33 Wine Bar and Shop, 1913 Park Avenue, 314-231-9463

Jul 9, 2003 at 4:00 am
The white claw-foot tub, it is overflowing with raspberry goo, boiled with a touch of sugar and spring water, then chilled to just above freezing. Mama Nature's bounty, as red as her blood with a little flair of purple tossed in for fancy, sits before you, and you, wearing your laciest unmentionables and feeling like the magic-mirror idealized version of yourself, stand before the tub, ready to be baptized for the summer. It's getting hot in herre, so take off all your clothes. "I am getting so hot, I wanna take my clothes off," you whisper. Go for it. Slither into the raspberry-reduction bath and then just, like, chill. Dip down and take a sip at your leisure; there's plenty more where that came from, cowboy.

Is tart the best taste sensation ever created? Yes. And is the raspberry, a perfect little jewel, the purest, most hedonistic source of said flava? Hell yeah. Is Lindemans Framboise nature's greatest gift to the art of libation creation? You know it. Oh, Lindemans! -- a Belgian ale that tastes like no other beer, or liquid, out there. It's like raspberry Champagne beer, and is hands-down the Perfect Summer Drink, served in 12-ouncers that look like mini-bubbly bottles and tasting like nothing other than a raspberry wallop-upside-the-head.

Like so many great things in this crazy-like-a-fox world, Lindemans Framboise is Belgian. It's a lambic beer, and its glory is the result of both nature and nurture, the former being the regional qualities of the Senne River valley, southwest of Brussels, the latter being the craft with which Lindemans harnesses the bounty of area hops, barley, wheat and, most important, wild yeast. After creating the base wort, it is exposed to outdoor Belgian air, where free-floating strains of yeast, including Brettanomyces lambicus, parachute into the vat -- and voilà, chemistry happens. Then a dump truck unloads a bed of raspberries into the vat, and the whole thing ferments again. After that, wow.

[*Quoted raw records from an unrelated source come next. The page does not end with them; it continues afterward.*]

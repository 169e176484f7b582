//! Blocks shared by several resources

use yba_core::schema::{AttributeSchema, AttributeType, types};

/// `timeouts { create, update, delete }`
pub fn timeouts() -> AttributeSchema {
    AttributeSchema::new("timeouts", types::timeouts())
        .write_only()
        .with_description("Per-operation timeouts such as \"30m\"")
}

/// Computed remote identifier, referenced as `${type.name.id}`
pub fn id() -> AttributeSchema {
    AttributeSchema::new("id", AttributeType::String).computed()
}

fn zone_fields(cloud: bool) -> Vec<AttributeSchema> {
    let mut fields = vec![
        AttributeSchema::new("code", AttributeType::String).required(),
        AttributeSchema::new("name", AttributeType::String),
        AttributeSchema::new("uuid", AttributeType::String).computed(),
    ];
    if cloud {
        fields.push(
            AttributeSchema::new("subnet", AttributeType::String)
                .with_description("Subnet for nodes in this zone"),
        );
        fields.push(AttributeSchema::new("secondary_subnet", AttributeType::String));
    }
    fields
}

/// Regions of a cloud provider with their availability zones
pub fn cloud_regions() -> AttributeSchema {
    AttributeSchema::new(
        "regions",
        types::block_list(vec![
            AttributeSchema::new("code", AttributeType::String).required(),
            AttributeSchema::new("name", AttributeType::String),
            AttributeSchema::new("uuid", AttributeType::String).computed(),
            AttributeSchema::new("vnet_name", AttributeType::String)
                .with_description("VPC (AWS), network (GCP) or virtual network (Azure)"),
            AttributeSchema::new("security_group_id", AttributeType::String),
            AttributeSchema::new("yb_image", AttributeType::String),
            AttributeSchema::new("zones", types::block_list(zone_fields(true))).required(),
        ]),
    )
    .required()
    .with_description("Regions removed from this list are deactivated, never deleted")
}

/// Regions of an on-premises provider
pub fn onprem_regions() -> AttributeSchema {
    AttributeSchema::new(
        "regions",
        types::block_list(vec![
            AttributeSchema::new("code", AttributeType::String).required(),
            AttributeSchema::new("name", AttributeType::String),
            AttributeSchema::new("uuid", AttributeType::String).computed(),
            AttributeSchema::new("latitude", AttributeType::Float),
            AttributeSchema::new("longitude", AttributeType::Float),
            AttributeSchema::new("zones", types::block_list(zone_fields(false))).required(),
        ]),
    )
    .required()
}

/// SSH keys YBA uses to reach nodes
pub fn access_keys() -> AttributeSchema {
    AttributeSchema::new(
        "access_keys",
        types::block_list(vec![
            AttributeSchema::new("key_pair_name", AttributeType::String).required(),
            AttributeSchema::new("ssh_private_key_content", AttributeType::String).required(),
        ]),
    )
    .sensitive()
    .write_only()
}

/// SSH and provisioning settings common to cloud and on-prem providers
pub fn provisioning() -> Vec<AttributeSchema> {
    vec![
        AttributeSchema::new("ssh_user", AttributeType::String),
        AttributeSchema::new("ssh_port", types::port()),
        AttributeSchema::new("air_gap_install", AttributeType::Bool)
            .with_default(yba_core::resource::Value::Bool(false)),
        AttributeSchema::new("ntp_servers", types::string_list()),
    ]
}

Lafayette Square's wonderful 33 Wine Bar and Shop serves both Lindemans Framboise (French for "raspberry") and Lindemans Pêche (peach, also delicious), and you know you've hit the right spot when you walk in and the place is crowded but calm, and the stereo's playing Nina Simone's "See-Line Woman." Owner Jake Hafner will pour the nectar into a genuine Lindemans glass, and within moments you're up to your ears in raspberry, and the pesky existential qualms and baffling conundrums are overcome by an overwhelming sense of curlicue fanciness and a heavenly tart.